(Saved entries)
*****
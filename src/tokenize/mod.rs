// Tokenizer: turns raw HTML content into normalized topic words.
//
// Pipeline: strip markup -> lowercase -> split on non-word runs ->
// drop words of 2 chars or fewer -> drop stop words for the language.
// Output preserves input order and is not deduplicated; consumers that
// need set semantics build their own set.

pub mod stopwords;

use once_cell::sync::Lazy;
use regex::Regex;

use crate::config::Language;

/// Any markup tag, including across newlines.
static TAG_RE: Lazy<Regex> = Lazy::new(|| Regex::new(r"(?s)<[^>]*>").unwrap());

/// A run of word characters. The full regex engine keeps this
/// Unicode-aware, so accented letters stay inside words.
static WORD_RE: Lazy<Regex> = Lazy::new(|| Regex::new(r"\w+").unwrap());

/// Strip all markup from `html` and collapse whitespace runs, preserving
/// the original casing and word order. Tags are replaced with a space so
/// adjacent elements don't fuse into one word.
pub fn plain_text(html: &str) -> String {
    let without_tags = TAG_RE.replace_all(html, " ");
    without_tags.split_whitespace().collect::<Vec<_>>().join(" ")
}

/// Tokenize `text` (raw HTML or plain) into normalized topic words.
///
/// Empty, whitespace-only, or markup-only input yields an empty Vec,
/// never an error.
pub fn tokenize(text: &str, language: Language) -> Vec<String> {
    let plain = plain_text(text);
    if plain.is_empty() {
        return Vec::new();
    }
    let lowered = plain.to_lowercase();
    let stops = stopwords::set(language);

    WORD_RE
        .find_iter(&lowered)
        .map(|m| m.as_str().to_string())
        .filter(|word| word.chars().count() > 2)
        .filter(|word| !stops.contains(word.as_str()))
        .collect()
}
*****
◆ **WHAT THIS TASK INVOLVES**: Retype the records above so that nothing differs from the original.

◆ **COMPLETED TASK**:
filename src/tokenize/mod.rs
// Tokenizer: turns raw HTML content into normalized topic words.
//
// Pipeline: strip markup -> lowercase -> split on non-word runs ->
// drop words of 2 chars or fewer -> drop stop words for the language.
// Output preserves input order and is not deduplicated; consumers that
// need set semantics build their own set.

pub mod stopwords;

use once_cell::sync::Lazy;
use regex::Regex;

use crate::config::Language;

/// Any markup tag, including across newlines.
static TAG_RE: Lazy<Regex> = Lazy::new(|| Regex::new(r"(?s)<[^>]*>").unwrap());

/// A run of word characters. The full regex engine keeps this
/// Unicode-aware, so accented letters stay inside words.
static WORD_RE: Lazy<Regex> = Lazy::new(|| Regex::new(r"\w+").unwrap());

/// Strip all markup from `html` and collapse whitespace runs, preserving
/// the original casing and word order. Tags are replaced with a space so
/// adjacent elements don't fuse into one word.
pub fn plain_text(html: &str) -> String {
    let without_tags = TAG_RE.replace_all(html, " ");
    without_tags.split_whitespace().collect::<Vec<_>>().join(" ")
}

/// Tokenize `text` (raw HTML or plain) into normalized topic words.
///
/// Empty, whitespace-only, or markup-only input yields an empty Vec,
/// never an error.
pub fn tokenize(text: &str, language: Language) -> Vec<String> {
    let plain = plain_text(text);
    if plain.is_empty() {
        return Vec::new();
    }
    let lowered = plain.to_lowercase();
    let stops = stopwords::set(language);

    WORD_RE
        .find_iter(&lowered)
        .map(|m| m.as_str().to_string())
        .filter(|word| word.chars().count() > 2)
        .filter(|word| !stops.contains(word.as_str()))
        .collect()
}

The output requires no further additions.